And, furthermore, as it appears from Boisdoré's petition in 1783, that he had commenced forming a cattle-raising establishment at said place, we deem it fair to presume that the possession and occupation proved to have existed in 1788, and afterwards, did also exist from 1783 to 1788; and so the petition to the Circuit Court, seeking a confirmation, states the fact to have been.
As respects the nature and extent of this occupation, the evidence is obscure. Complainants allege "that their ancestor, Louis Boisdoré, during his lifetime, and his representatives after his decease, occupied, possessed, and cultivated said tract of land, from 1783 until the year 1828; that their ancestor, and his widow and representatives, kept up and supported said plantation and grazing farm upon said land during the whole of that period of time, and fully complied with all the condi- [p89] tions of the grant, and all the laws, customs, and usages of Spain in relation to grants of its public domain."
This allegation is directly denied by the answer, and proof of the facts alleged imposed on complainants.

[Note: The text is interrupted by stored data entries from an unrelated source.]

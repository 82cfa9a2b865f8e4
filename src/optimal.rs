//! Best-case completion of the tournament for a single participant.
//!
//! Every alive pick is first forced to win as far as the participant took
//! it, following opponents through a worklist. Games that cannot earn the
//! participant points are dead. The rest are enumerated, and the tied
//! maximum-score completions are merged into a single pattern.

use std::collections::{HashMap, HashSet};

use serde::Serialize;
use tracing::debug;

use crate::bracket::{Bracket, GameId, Side, TeamRef, GAMES_PER_ROUND, ROUNDS};
use crate::config::{MergeStrategy, ScoringConfig};
use crate::error::{PoolError, PoolResult};
use crate::merge::{has_live_pick_on_path, merge_outcomes, to_patterns, top_k};
use crate::outcomes::{outcome_space, position_rounds, Outcome, Pattern, Pick};
use crate::probability::ProbabilityModel;
use crate::projection::Projector;
use crate::report::{decode_pattern, DecodedGame};
use crate::scoring::score;
use crate::simulate::Participant;

/// Largest number of completions the search will enumerate.
pub const MAX_OPTIMAL_OUTCOMES: u128 = 1 << 20;

#[derive(Debug, Clone, Serialize)]
pub struct OptimalBracket {
    pub participant: String,
    /// Over the results' remaining games.
    pub pattern: Pattern,
    pub probability: f64,
    pub games: Vec<DecodedGame>,
    pub max_score: i64,
    pub tied_outcomes: usize,
}

// ---------------------------------------------------------------------------
// Pick lookups
// ---------------------------------------------------------------------------

fn picked_winner_in(picks: &Bracket, round: usize, name: &str) -> bool {
    picks
        .round(round)
        .iter()
        .any(|g| g.winner_name() == Some(name))
}

/// Last round the participant has `name` winning, 0 if never.
fn furthest_round(picks: &Bracket, name: &str) -> usize {
    (1..=ROUNDS)
        .rev()
        .find(|&r| picked_winner_in(picks, r, name))
        .unwrap_or(0)
}

/// Like [`furthest_round`] but capped at `max_round`, and at least 1.
fn furthest_round_within(picks: &Bracket, name: &str, max_round: usize) -> usize {
    (1..=max_round)
        .rev()
        .find(|&r| picked_winner_in(picks, r, name))
        .unwrap_or(1)
}

/// Alive teams picked to win the deepest round that still has any.
fn starting_teams(picks: &Bracket, alive: &HashSet<String>) -> Vec<String> {
    for round in (1..=ROUNDS).rev() {
        let mut teams: Vec<String> = picks
            .round(round)
            .iter()
            .filter_map(|g| g.winner_name())
            .filter(|name| alive.contains(*name))
            .map(str::to_string)
            .collect();
        if !teams.is_empty() {
            teams.sort();
            teams.dedup();
            return teams;
        }
    }
    Vec::new()
}

// ---------------------------------------------------------------------------
// Step 1: force picks forward
// ---------------------------------------------------------------------------

struct Forcer<'a> {
    picks: &'a Bracket,
    alive: &'a HashSet<String>,
    teams: HashMap<String, TeamRef>,
}

impl<'a> Forcer<'a> {
    fn opponent(&self, name: &str, round: usize) -> (String, usize) {
        let target = furthest_round_within(self.picks, name, round).min(round);
        (name.to_string(), target)
    }

    /// Make `team` win each of its undecided games up to `target`, returning
    /// the alive teams the participant had it beating along the way.
    fn mark_winning(&self, optimal: &mut Bracket, team: &str, target: usize) -> Vec<(String, usize)> {
        let mut opponents = Vec::new();
        for round in 1..=target.min(ROUNDS) {
            for index in 0..GAMES_PER_ROUND[round] {
                let id = GameId::new(round, index);
                let game = optimal.game(id);
                if game.is_decided() {
                    continue;
                }
                let pick = self.picks.game(id);

                let side = match game.side_of(team) {
                    Some(side) => side,
                    None => match pick.side_of(team) {
                        Some(side) if game.team(side).is_none() => {
                            let placed = self.teams.get(team).cloned();
                            if placed.is_none() {
                                continue;
                            }
                            optimal.game_mut(id).set_team(side, placed);
                            side
                        }
                        _ => continue,
                    },
                };

                for other in [&pick.team1, &pick.team2].into_iter().flatten() {
                    if other.name != team && self.alive.contains(&other.name) {
                        opponents.push(self.opponent(&other.name, round));
                    }
                }
                let winner = optimal.game(id).team(side).cloned();
                optimal.advance(id, winner);
                break;
            }
        }
        opponents
    }

    fn run(&self, results: &Bracket) -> Bracket {
        let mut optimal = results.clone();
        let mut worklist: Vec<(String, usize)> = starting_teams(self.picks, self.alive)
            .into_iter()
            .map(|name| {
                let target = furthest_round(self.picks, &name);
                (name, target)
            })
            .collect();
        let mut processed = HashSet::new();

        while let Some((team, target)) = worklist.pop() {
            if !processed.insert(team.clone()) {
                continue;
            }
            for (opponent, target) in self.mark_winning(&mut optimal, &team, target) {
                if !processed.contains(&opponent) {
                    worklist.push((opponent, target));
                }
            }
        }
        optimal
    }
}

// ---------------------------------------------------------------------------
// Steps 2-3: dead games and enumeration
// ---------------------------------------------------------------------------

/// Undecided, live games whose slots are filled or fed by another such game.
fn simulation_games(optimal: &Bracket, dead: &HashSet<GameId>) -> Vec<GameId> {
    let mut live = HashSet::new();
    let mut games = Vec::new();
    for (id, game) in optimal.games() {
        if game.is_decided() || dead.contains(&id) {
            continue;
        }
        let fillable = |side: Side| {
            game.team(side).is_some() || id.feeder(side).is_some_and(|f| live.contains(&f))
        };
        if fillable(Side::Team1) && fillable(Side::Team2) {
            live.insert(id);
            games.push(id);
        }
    }
    games
}

/// Probability of a pattern as a product of per-game conditional chances.
/// Wildcard games count as certain and advance the better seed so later
/// games still have two teams.
pub fn pattern_probability(
    results: &Bracket,
    remaining: &[GameId],
    pattern: &Pattern,
    model: Option<&ProbabilityModel>,
) -> f64 {
    let mut bracket = results.clone();
    let mut probability = 1.0;
    for (position, &id) in remaining.iter().enumerate() {
        let game = bracket.game(id);
        let (Some(t1), Some(t2)) = (&game.team1, &game.team2) else {
            continue;
        };
        let winner = match pattern.get(position).side() {
            Some(side) => {
                let (winner, loser) = match side {
                    Side::Team1 => (t1, t2),
                    Side::Team2 => (t2, t1),
                };
                probability *= model.map_or(0.5, |m| {
                    m.game_probability(&winner.name, &loser.name, id.round)
                });
                winner.clone()
            }
            None if t2.seed != 0 && (t1.seed == 0 || t2.seed < t1.seed) => t2.clone(),
            None => t1.clone(),
        };
        bracket.advance(id, Some(winner));
    }
    probability
}

pub fn optimal_bracket(
    results: &Bracket,
    participant: &Participant,
    model: Option<&ProbabilityModel>,
    scoring: &ScoringConfig,
) -> PoolResult<OptimalBracket> {
    let picks = &participant.picks;
    let alive = results.alive_teams();
    let forcer = Forcer {
        picks,
        alive: &alive,
        teams: results
            .teams()
            .into_iter()
            .map(|t| (t.name.clone(), t))
            .collect(),
    };
    let optimal = forcer.run(results);

    let dead: HashSet<GameId> = optimal
        .games()
        .filter(|(id, g)| !g.is_decided() && !has_live_pick_on_path(picks, *id, &alive))
        .map(|(id, _)| id)
        .collect();
    let sim_games = simulation_games(&optimal, &dead);
    let required = outcome_space(sim_games.len().min(127));
    if required > MAX_OPTIMAL_OUTCOMES {
        return Err(PoolError::BudgetExceeded {
            required,
            allowed: MAX_OPTIMAL_OUTCOMES,
        });
    }
    debug!(
        "{}: {} games simulated, {} dead",
        participant.name,
        sim_games.len(),
        dead.len()
    );

    let mut projector = Projector::new(&optimal, &sim_games);
    let mut max_score = i64::MIN;
    let mut tied: HashMap<Outcome, f64> = HashMap::new();
    for index in 0..required as u64 {
        let outcome = Outcome::from_index(index, sim_games.len());
        let total = score(projector.project(outcome), picks, scoring, true).total + participant.bonus;
        if total > max_score {
            max_score = total;
            tied.clear();
        }
        if total == max_score {
            tied.insert(outcome, 1.0);
        }
    }

    let no_dead = vec![false; sim_games.len()];
    let merged = merge_outcomes(
        to_patterns(&tied, sim_games.len(), &no_dead),
        &position_rounds(&sim_games),
        MergeStrategy::RoundOrdered,
    );
    let best = top_k(&merged, 1)
        .into_iter()
        .next()
        .map(|(pattern, _)| pattern)
        .unwrap_or_default();

    let remaining = results.remaining_games();
    let pattern = Pattern(
        remaining
            .iter()
            .map(|&id| {
                if dead.contains(&id) {
                    return Pick::Dead;
                }
                if let Some(position) = sim_games.iter().position(|&g| g == id) {
                    return best.0.get(position).copied().unwrap_or(Pick::Either);
                }
                let game = optimal.game(id);
                game.winner_name()
                    .and_then(|name| game.side_of(name))
                    .map_or(Pick::Either, Pick::from_side)
            })
            .collect(),
    );

    Ok(OptimalBracket {
        participant: participant.name.clone(),
        probability: pattern_probability(results, &remaining, &pattern, model),
        games: decode_pattern(results, &remaining, &pattern),
        pattern,
        max_score,
        tied_outcomes: tied.len(),
    })
}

Lewis Daniell, a witness examined by them, states, that in 1824, when he first examined these lands, a few acres were cleared near Mulatto Bayou, which had then the appearance of being very anciently cleared and cultivated; that on it and in its vicinity were found weeding-hoes and axes much worn by use; that the old field was the first settlement made on the east side of the bayou, and was made by Louis Boisdores, according to the general reputation of the country.

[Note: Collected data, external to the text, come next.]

#![allow(dead_code)]

use bracket_odds::bracket::*;
use bracket_odds::probability::ProbabilityTable;
use bracket_odds::simulate::Participant;

/// 64 teams named "<Region> <seed>".
pub fn field() -> Vec<Team> {
    REGION_ORDER
        .iter()
        .flat_map(|region| (1..=16).map(move |seed| Team::new(format!("{} {}", region, seed), seed, *region)))
        .collect()
}

pub fn favourite(_: GameId, game: &Game) -> Side {
    let seed = |side| game.team(side).map_or(u8::MAX, |t| t.seed);
    if seed(Side::Team1) <= seed(Side::Team2) {
        Side::Team1
    } else {
        Side::Team2
    }
}

pub fn underdog(id: GameId, game: &Game) -> Side {
    favourite(id, game).other()
}

/// Decide every playable game up to and including `last_round`.
pub fn play_through<F>(bracket: &mut Bracket, last_round: usize, mut pick: F)
where
    F: FnMut(GameId, &Game) -> Side,
{
    for round in 1..=last_round {
        for index in 0..GAMES_PER_ROUND[round] {
            let id = GameId::new(round, index);
            if bracket.game(id).is_playable() {
                let side = pick(id, bracket.game(id));
                bracket.record_result(id, side).unwrap();
            }
        }
    }
}

pub fn fresh_results() -> Bracket {
    Bracket::seeded(&field())
}

pub fn chalk_bracket() -> Bracket {
    let mut bracket = fresh_results();
    bracket.complete_with(favourite);
    bracket
}

/// Field where East 1 is "Alpha" and South 8 is "Beta".
pub fn alpha_beta_field() -> Vec<Team> {
    field()
        .into_iter()
        .map(|mut t| {
            if t.region == "East" && t.seed == 1 {
                t.name = "Alpha".to_string();
            } else if t.region == "South" && t.seed == 8 {
                t.name = "Beta".to_string();
            }
            t
        })
        .collect()
}

fn alpha_beta_pick(_: GameId, game: &Game) -> Side {
    for side in [Side::Team1, Side::Team2] {
        if game
            .team(side)
            .is_some_and(|t| t.name == "Alpha" || t.name == "Beta")
        {
            return side;
        }
    }
    favourite(GameId::new(1, 0), game)
}

/// Results with only the championship left: (1) Alpha vs (8) Beta.
pub fn alpha_beta_results() -> Bracket {
    let mut results = Bracket::seeded(&alpha_beta_field());
    play_through(&mut results, 5, alpha_beta_pick);
    results
}

/// "X" picks Alpha and "Y" picks Beta; both have every earlier game right.
pub fn alpha_beta_participants(results: &Bracket) -> Vec<Participant> {
    let pick = |champion: Side| {
        let mut picks = results.clone();
        picks.record_result(GameId::new(6, 0), champion).unwrap();
        picks
    };
    vec![
        Participant::new("X", pick(Side::Team1)),
        Participant::new("Y", pick(Side::Team2)),
    ]
}

pub fn alpha_beta_table(alpha_win: f64) -> ProbabilityTable {
    let mut table = ProbabilityTable::new();
    table.insert_full("Alpha", [1.0, 1.0, 1.0, 1.0, 1.0, alpha_win]);
    table.insert_full("Beta", [1.0, 1.0, 1.0, 1.0, 1.0, 1.0 - alpha_win]);
    table
}

/// Chalk results with every round before `first_open_round` played.
pub fn late_results(first_open_round: usize) -> Bracket {
    let mut results = fresh_results();
    play_through(&mut results, first_open_round - 1, favourite);
    results
}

Elihu Carver, another witness of complainants, states, that in 1814 or 1815 he learned from cow-hunters, who were sold inhabitants, that the old improvement was called Boisdoré's cowpens; and that there was then another place, within less than a mile, where a person yet cultivated a small field on the east of the said bayou, whom he then understood to be a stock-keeper for Louis Boisdoré; this last place was on the land now owned by F. Saucier.

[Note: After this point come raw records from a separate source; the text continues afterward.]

use std::collections::HashMap;

use proptest::prelude::*;

use bracket_odds::config::MergeStrategy;
use bracket_odds::merge::*;
use bracket_odds::outcomes::*;

fn masses(entries: &[(&str, f64)]) -> MassMap {
    entries
        .iter()
        .map(|(s, m)| (s.parse::<Pattern>().unwrap(), *m))
        .collect()
}

fn total(patterns: &MassMap) -> f64 {
    patterns.values().sum()
}

#[test]
fn test_single_pair() {
    let merged = merge_outcomes(
        masses(&[("101", 0.25), ("100", 0.5)]),
        &[1, 1, 2],
        MergeStrategy::RoundOrdered,
    );
    assert_eq!(merged.len(), 1);
    assert!((merged[&"10X".parse::<Pattern>().unwrap()] - 0.75).abs() < 1e-12);
}

#[test]
fn test_no_merge_across_two_differences() {
    let patterns = masses(&[("11", 0.5), ("00", 0.5)]);
    let merged = merge_outcomes(patterns.clone(), &[1, 2], MergeStrategy::RoundOrdered);
    assert_eq!(merged, patterns);
    assert!(!has_mergeable_pair(&merged));
}

#[test]
fn test_later_merge_exposes_earlier_pair() {
    // "11" and "10" only merge at the round-2 position; the result then
    // pairs with "0X" at the round-1 position on the next pass.
    let patterns = masses(&[("11", 0.1), ("10", 0.2), ("0X", 0.7)]);
    let merged = merge_outcomes(patterns, &[1, 2], MergeStrategy::RoundOrdered);
    assert_eq!(merged.len(), 1);
    assert!((merged[&"XX".parse::<Pattern>().unwrap()] - 1.0).abs() < 1e-12);
}

#[test]
fn test_greedy_prefers_heavier_pair() {
    let patterns = masses(&[("11", 0.1), ("10", 0.2), ("00", 0.05)]);
    let key = |s: &str| s.parse::<Pattern>().unwrap();

    let round = merge_outcomes(patterns.clone(), &[1, 2], MergeStrategy::RoundOrdered);
    assert_eq!(round.len(), 2);
    assert!((round[&key("X0")] - 0.25).abs() < 1e-12);
    assert!((round[&key("11")] - 0.1).abs() < 1e-12);

    let greedy = merge_outcomes(patterns, &[1, 2], MergeStrategy::Greedy);
    assert_eq!(greedy.len(), 2);
    assert!((greedy[&key("1X")] - 0.3).abs() < 1e-12);
    assert!((greedy[&key("00")] - 0.05).abs() < 1e-12);
}

#[test]
fn test_dead_positions_collapse() {
    let mut raw = HashMap::new();
    raw.insert(parse_outcome("10").unwrap(), 0.25);
    raw.insert(parse_outcome("11").unwrap(), 0.5);
    let patterns = to_patterns(&raw, 2, &[false, true]);
    assert_eq!(patterns.len(), 1);
    assert!((patterns[&"1D".parse::<Pattern>().unwrap()] - 0.75).abs() < 1e-12);
}

#[test]
fn test_top_k_order() {
    let patterns = masses(&[("10", 0.2), ("01", 0.5), ("00", 0.2), ("11", 0.1)]);
    let top: Vec<String> = top_k(&patterns, 3).into_iter().map(|(p, _)| p.to_string()).collect();
    assert_eq!(top, vec!["01", "00", "10"]);
    assert_eq!(top_k(&patterns, 10).len(), 4);
}

#[test]
fn test_empty_input() {
    let merged = merge_outcomes(MassMap::new(), &[], MergeStrategy::Greedy);
    assert!(merged.is_empty());
    assert!(top_k(&merged, 5).is_empty());
}

fn raw_outcomes() -> impl Strategy<Value = (usize, HashMap<Outcome, f64>, Vec<bool>)> {
    (1usize..=6).prop_flat_map(|len| {
        (
            Just(len),
            prop::collection::vec((0u64..(1 << len), 0.001f64..1.0), 1..40),
            prop::collection::vec(any::<bool>(), len),
        )
    })
    .prop_map(|(len, draws, dead)| {
        let mut raw = HashMap::new();
        for (bits, mass) in draws {
            *raw.entry(Outcome(bits)).or_insert(0.0) += mass;
        }
        (len, raw, dead)
    })
}

proptest! {
    #[test]
    fn prop_merge_conserves_mass((len, raw, dead) in raw_outcomes(), greedy in any::<bool>()) {
        let strategy = if greedy { MergeStrategy::Greedy } else { MergeStrategy::RoundOrdered };
        let rounds: Vec<usize> = (0..len).map(|p| 1 + p % 6).collect();
        let patterns = to_patterns(&raw, len, &dead);
        let before = total(&patterns);
        let merged = merge_outcomes(patterns, &rounds, strategy);

        prop_assert!((total(&merged) - before).abs() < 1e-9);
        prop_assert!(!has_mergeable_pair(&merged));

        // Every raw outcome is covered by exactly one merged pattern.
        for outcome in raw.keys() {
            let covering = merged.keys().filter(|p| p.matches(*outcome)).count();
            prop_assert_eq!(covering, 1);
        }
    }

    #[test]
    fn prop_merge_idempotent((len, raw, dead) in raw_outcomes()) {
        let rounds: Vec<usize> = (0..len).map(|p| 1 + p % 6).collect();
        let once = merge_outcomes(to_patterns(&raw, len, &dead), &rounds, MergeStrategy::RoundOrdered);
        let twice = merge_outcomes(once.clone(), &rounds, MergeStrategy::RoundOrdered);
        prop_assert_eq!(once, twice);
    }
}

Samuel White, examined for complainants, states: "I know this bayou, and all the considerable branches thereof; its present name is Mulatto Bayou; it was known by this name as long ago as 1820 or 1821. It took its name, as I always understood, from the mulatto man who lived somewhere near what was formerly called Point Boisdoré, and who was stationed there to take care of the stock of Louise Boisdoré."
By the affidavits taken and filed on behalf of complainants before the register and receiver, in 1828, it appears that the person above referred to was a slave, named Matthew, who belonged after the death of Louis Boisdoré to his widow, and who kept cattle on the land for his widow and heirs. And as this man gave its English name to the bayou, and is proved by White to have kept stock there for Louis Boisdoré in his lifetime, we hold it to be sufficiently established that he had this one slave there, from the date of the grant in 1783; but as the affirmative fact of occupation was imposed on complainants by the pleadings, and as the original improvement on the land was next to nothing, no further presumption can be made that other slaves were there.
The next leading question arises on the necessity of a survey before the land solicited and granted was severed from the public domain; that is to say, whether the grant identifies the land, or whether a survey was required to establish its identity. Boisdoré asked for a grant in the "vicinity" of the Bay of St. Louis, at a place called Achoucoupoulous, running from the [p90] plantation of Philip Saucier up to the Bayou of Mosquito Village (Mulatto Bayou), and extending in depth down to Pearl River.
The Governor ordered Trudeau, the Surveyor-General, to establish Boisdoré on the tract of land he solicited in the section of country called Achoucoupoulous; taking as the front of said tract, from the plantation of Philip Saucier, a resident of said country, down to the bayou called Mosquito Village Bayou, with the depth down to Pearl River, the same being vacant, and no prejudice being caused to the neighbors living as well in front as upon the depth, "which measures," says the decree, "he will reduce to writing, signing with the aforesaid parties (the neighbors), and will remit the same to me, in order that I may furnish the party interested with a corresponding title in due form"; to wit, a title corresponding to the survey returned to the Governor. Boisdoré's tract was to be located by a survey whose front was to commence from Saucier's plantation, and to end at Mulatto Bayou. When this front was established, and a corner at each end of it marked, and a line drawn from corner to corner, then a perpendicular line drawn from each corner to Pearl River was to be the depth. Such was proved by witnesses to be the uniform practice of surveying Spanish concessions, and this we know to be the true rule aside from proof.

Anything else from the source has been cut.